With this convention in place, the system ships with a set of built-in capabilities that demonstrate the pattern.

## Three Workflow Types

Long Tail has three distinct workflow types. The dashboard's **Workflow Registry** page shows each with a visual badge.

### Durable

Any function registered as a HotMesh worker is durable. This is the baseline tier:

- **Checkpointed execution** — activity results are persisted in PostgreSQL; crashes resume from the last checkpoint.
- **Automatic retries** — failed activities retry according to their retry policy.
- **IAM context** — the caller's identity propagates through the execution envelope.

A durable workflow has no entry in `lt_config_workflows`. It runs, but without interceptor tracking, escalation chains, or task records.

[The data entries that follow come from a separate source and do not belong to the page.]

//! Script-editor flow: open the project, pick a function, run it and read
//! back the execution log.

mod scripts;

use std::path::PathBuf;
use std::time::Duration;

use async_trait::async_trait;
use gasprobe_protocol::{ReportSource, TestResult};
use serde::Serialize;
use serde_json::json;
use tokio::time::sleep;
use tracing::{debug, info, warn};

use crate::browser::{Locator, Session};
use crate::classify::{self, FunctionMention, LOADING_MARKER};
use crate::error::Result;
use crate::logstore::LogStore;
use crate::settings::Settings;
use crate::suite::FunctionRunner;

const EDITOR_LOAD: Duration = Duration::from_secs(60);
const EDITOR_READY_WAIT: Duration = Duration::from_secs(30);
const FILE_TAB_WAIT: Duration = Duration::from_secs(5);
const DROPDOWN_WAIT: Duration = Duration::from_secs(5);
const OPTION_WAIT: Duration = Duration::from_secs(2);
const RUN_BUTTON_WAIT: Duration = Duration::from_secs(3);
const LOG_BUTTON_WAIT: Duration = Duration::from_secs(5);
const LOG_REOPEN_WAIT: Duration = Duration::from_secs(3);
const FIRST_LOG_WAIT: Duration = Duration::from_secs(10);
const LATER_LOG_WAIT: Duration = Duration::from_secs(15);
const PREPARE_WAIT: Duration = Duration::from_secs(15);

/// Short pause after clicks that have nothing observable to wait on.
const SETTLE: Duration = Duration::from_secs(2);

const LOG_ATTEMPTS: usize = 5;

/// Scraped text longer than this counts as a usable log even without markers.
const MIN_SETTLED_LOG_CHARS: usize = 200;

const COMPLETION_KEYWORDS: &[&str] = &["完了", "✅", "❌"];

const FUNCTION_DROPDOWNS: &[&str] = &[
	r#"div[aria-label="実行する関数を選択"]"#,
	r#"div[aria-label*="関数を選択"]"#,
	r#"[role="combobox"][aria-label*="関数"]"#,
	r#"[role="combobox"][aria-label*="function"]"#,
];

fn run_buttons() -> Vec<Locator> {
	vec![
		Locator::css(r#"button[aria-label="選択した関数を実行"]"#),
		Locator::css(r#"button[aria-label*="実行"]:not([aria-label*="ログ"])"#),
		Locator::css(r#"button[aria-label*="Run"]"#),
		Locator::text("button", "実行"),
		Locator::text("button", "Run"),
	]
}

fn log_buttons() -> Vec<Locator> {
	vec![
		Locator::css(r#"button[aria-label*="実行ログ"]"#),
		Locator::css(r#"button[aria-label*="Execution log"]"#),
		Locator::text("button", "実行ログ"),
		Locator::text("button", "Execution log"),
		Locator::css(r#"[role="button"][aria-label*="ログ"]"#),
	]
}

fn file_tabs(name: &str) -> Vec<Locator> {
	vec![
		Locator::css(format!(r#"[aria-label*="{name}"]"#)),
		Locator::text(r#"[role="tab"], [role="treeitem"], button"#, name),
		Locator::text("div, span", name),
	]
}

/// Result of a prepare-only run: the function was started, nothing scraped.
#[derive(Debug, Clone, Serialize)]
#[serde(rename_all = "camelCase")]
pub struct PrepareOutcome {
	pub function: String,
	pub started: bool,
	pub completion_seen: bool,
	#[serde(skip_serializing_if = "Option::is_none")]
	pub error: Option<String>,
	#[serde(skip_serializing_if = "Option::is_none")]
	pub screenshot: Option<PathBuf>,
}

/// Snapshot of the execution log as currently shown in the editor.
#[derive(Debug, Clone, Serialize)]
#[serde(rename_all = "camelCase")]
pub struct LogCheck {
	pub text: String,
	pub mentions: Vec<FunctionMention>,
	pub error_lines: Vec<String>,
}

enum Launch {
	Started,
	/// Could not start the function; the result says why.
	Aborted(TestResult),
}

/// Runs test functions by driving the editor UI.
pub struct EditorRunner<'a> {
	session: &'a Session,
	settings: &'a Settings,
	store: LogStore,
}

impl<'a> EditorRunner<'a> {
	pub fn new(session: &'a Session, settings: &'a Settings, store: LogStore) -> Self {
		Self { session, settings, store }
	}

	pub async fn open_editor(&self) -> Result<()> {
		let url = &self.settings.editor.project_url;
		info!(target = "gasprobe", url = %url, "opening script editor");
		self.session.goto(url, EDITOR_LOAD).await?;
		if let Err(err) = self
			.session
			.wait_for("editor ready", scripts::EDITOR_READY, &(), EDITOR_READY_WAIT)
			.await
		{
			warn!(target = "gasprobe", error = %err, "editor toolbar not detected, continuing");
		}
		Ok(())
	}

	async fn open_script_file(&self) {
		let name = &self.settings.editor.script_file;
		match self.session.click_first(&file_tabs(name), FILE_TAB_WAIT).await {
			Ok(_) => {
				info!(target = "gasprobe", file = %name, "opened script file");
				sleep(SETTLE).await;
			}
			Err(_) => warn!(target = "gasprobe", file = %name, "script file tab not found, assuming it is open"),
		}
	}

	async fn eval_flag<A: Serialize + ?Sized>(&self, script: &str, arg: &A) -> bool {
		match self.session.eval::<bool, A>(script, arg).await {
			Ok(flag) => flag,
			Err(err) => {
				debug!(target = "gasprobe", error = %err, "selection script failed");
				false
			}
		}
	}

	/// Tries each selection strategy in turn; returns the one that worked.
	async fn select_function(&self, name: &str) -> Option<&'static str> {
		if self.eval_flag(scripts::SELECT_OPTION, &json!({ "name": name, "exact": true })).await {
			return Some("select");
		}

		for selector in FUNCTION_DROPDOWNS {
			if self
				.session
				.wait_for_locator(&Locator::css(*selector), DROPDOWN_WAIT)
				.await
				.is_err()
			{
				continue;
			}
			match self.session.type_and_submit(selector, name).await {
				Ok(()) => return Some("function-dropdown"),
				Err(err) => debug!(target = "gasprobe", selector, error = %err, "dropdown typing failed"),
			}
		}

		let count: usize = self.session.eval(scripts::COUNT_DROPDOWNS, &()).await.unwrap_or(0);
		for idx in 0..count {
			if !self.eval_flag(scripts::OPEN_DROPDOWN, &idx).await {
				continue;
			}
			// CLICK_OPTION clicks as soon as the option renders.
			if self
				.session
				.wait_for("function option", scripts::CLICK_OPTION, name, OPTION_WAIT)
				.await
				.is_ok()
			{
				return Some("combobox");
			}
			self.eval_flag(scripts::CLOSE_DROPDOWN, &()).await;
		}

		if self.eval_flag(scripts::SELECT_OPTION, &json!({ "name": name, "exact": false })).await {
			return Some("script");
		}
		None
	}

	/// Opens the editor, selects `function` and clicks run.
	async fn launch(&self, function: &str, keyboard_fallback: bool) -> Result<Launch> {
		self.open_editor().await?;
		self.open_script_file().await;

		let Some(strategy) = self.select_function(function).await else {
			warn!(target = "gasprobe", function, "function selection failed");
			let path = self.store.screenshot_path("function_select_failed", function);
			let screenshot = self.session.try_screenshot(&path).await;
			return Ok(Launch::Aborted(
				TestResult::failed(function, "function selection failed").with_screenshot(screenshot),
			));
		};
		info!(target = "gasprobe", function, strategy, "function selected");
		sleep(SETTLE).await;

		match self.session.eval::<Option<String>, ()>(scripts::SELECTED_FUNCTION, &()).await {
			Ok(Some(selected)) => debug!(target = "gasprobe", selected = %selected, "selection confirmed"),
			_ => debug!(target = "gasprobe", "selection could not be confirmed"),
		}

		match self.session.click_first(&run_buttons(), RUN_BUTTON_WAIT).await {
			Ok(_) => info!(target = "gasprobe", function, "run clicked"),
			Err(_) if keyboard_fallback => {
				info!(target = "gasprobe", function, "run button not found, using Ctrl+Enter");
				self.session.press_ctrl_enter().await?;
			}
			Err(_) => {
				warn!(target = "gasprobe", function, "run button not found");
				return Ok(Launch::Aborted(TestResult::failed(function, "run button not found")));
			}
		}
		sleep(SETTLE).await;
		Ok(Launch::Started)
	}

	/// Polls until the log shows a completion keyword; `false` when the budget
	/// ran out first.
	async fn wait_for_completion(&self, budget: Duration) -> bool {
		let arg = json!({ "markers": COMPLETION_KEYWORDS, "loading": LOADING_MARKER });
		let predicate = scripts::log_settled_predicate();
		match self.session.wait_for("completion marker", &predicate, &arg, budget).await {
			Ok(()) => true,
			Err(err) => {
				info!(target = "gasprobe", error = %err, "no completion marker yet");
				false
			}
		}
	}

	async fn open_log_panel(&self, per_candidate: Duration) -> bool {
		self.session.click_first(&log_buttons(), per_candidate).await.is_ok()
	}

	/// Reads the log text, reopening the panel while it is still loading.
	async fn scrape_log(&self) -> String {
		let predicate = scripts::log_settled_predicate();
		let arg = json!({ "markers": COMPLETION_KEYWORDS, "loading": LOADING_MARKER });
		let mut content = String::new();

		for attempt in 0..LOG_ATTEMPTS {
			let limit = if attempt == 0 { FIRST_LOG_WAIT } else { LATER_LOG_WAIT };
			let _ = self.session.wait_for("log content", &predicate, &arg, limit).await;
			content = self
				.session
				.eval::<String, ()>(scripts::EXTRACT_LOG, &())
				.await
				.unwrap_or_default();

			let last = attempt + 1 == LOG_ATTEMPTS;
			if content.contains(LOADING_MARKER) {
				debug!(target = "gasprobe", attempt = attempt + 1, "log still loading");
				if !last {
					self.open_log_panel(LOG_REOPEN_WAIT).await;
				}
				continue;
			}

			if log_is_settled(&content) {
				info!(target = "gasprobe", chars = content.chars().count(), "execution log retrieved");
				break;
			}
			debug!(target = "gasprobe", attempt = attempt + 1, "execution log not found yet");
			if !last {
				self.open_log_panel(LOG_REOPEN_WAIT).await;
			}
		}

		content
	}

	/// Starts `function` and waits briefly, without reading results.
	pub async fn prepare(&self, function: &str) -> Result<PrepareOutcome> {
		match self.launch(function, true).await? {
			Launch::Aborted(result) => Ok(PrepareOutcome {
				function: function.to_string(),
				started: false,
				completion_seen: false,
				error: result.error,
				screenshot: result.screenshot,
			}),
			Launch::Started => Ok(PrepareOutcome {
				function: function.to_string(),
				started: true,
				completion_seen: self.wait_for_completion(PREPARE_WAIT).await,
				error: None,
				screenshot: None,
			}),
		}
	}

	/// Reads the execution log as the editor currently shows it.
	pub async fn check_logs(&self) -> Result<LogCheck> {
		self.open_editor().await?;
		if !self.open_log_panel(RUN_BUTTON_WAIT).await {
			warn!(target = "gasprobe", "execution log button not found");
		}
		let arg = json!({ "markers": COMPLETION_KEYWORDS, "loading": LOADING_MARKER });
		let _ = self
			.session
			.wait_for("log content", &scripts::log_settled_predicate(), &arg, FIRST_LOG_WAIT)
			.await;

		let text: String = self.session.eval(scripts::EXTRACT_LOG, &()).await?;
		Ok(LogCheck {
			mentions: classify::mentions(&text, &self.settings.tests.watched),
			error_lines: classify::error_lines(&text),
			text,
		})
	}
}

/// Long enough, or showing a completion keyword.
fn log_is_settled(content: &str) -> bool {
	let trimmed = content.trim();
	!trimmed.is_empty()
		&& (trimmed.chars().count() > MIN_SETTLED_LOG_CHARS || COMPLETION_KEYWORDS.iter().any(|k| content.contains(k)))
}

#[async_trait]
impl FunctionRunner for EditorRunner<'_> {
	fn source(&self) -> ReportSource {
		ReportSource::Editor
	}

	async fn run(&mut self, function: &str) -> Result<TestResult> {
		if let Launch::Aborted(result) = self.launch(function, false).await? {
			return Ok(result);
		}

		let budget = self.settings.editor.budget(function);
		info!(target = "gasprobe", function, budget_secs = budget.as_secs(), "waiting for completion");
		self.wait_for_completion(budget).await;

		if !self.open_log_panel(LOG_BUTTON_WAIT).await {
			warn!(target = "gasprobe", "execution log button not found");
		}

		let content = self.scrape_log().await;
		if content.trim().is_empty() {
			warn!(target = "gasprobe", function, "execution log not retrieved");
			return Ok(TestResult::unknown(function, "log not retrieved"));
		}

		let path = self.store.save(function, &content)?;
		let tests = &self.settings.tests;
		let classification = classify::classify(&content, &tests.functions, &tests.expected_errors);
		Ok(classification.into_result(function).with_log_file(path))
	}
}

In the dashboard, durable workflows display a **Workflow** icon with a "Durable" label.

### Certified

A certified workflow is durable plus the full Long Tail control plane. It has an entry in `lt_config_workflows`, which activates:

- **Interceptor wrapping** — every execution is tracked as a task in `lt_tasks` with full audit trail.
- **Escalation chains** — returning `{ type: 'escalation' }` creates a reviewable record, routes to the correct role, and triggers re-runs on resolution.
- **Never-fail guarantee** — unhandled errors are caught and surfaced as error escalations.
- **Invocation controls** — `invocable: true` exposes the workflow for external invocation via the API and dashboard.
- **Execution identity** — roles, default assignees, and `execute_as` overrides are defined in the config.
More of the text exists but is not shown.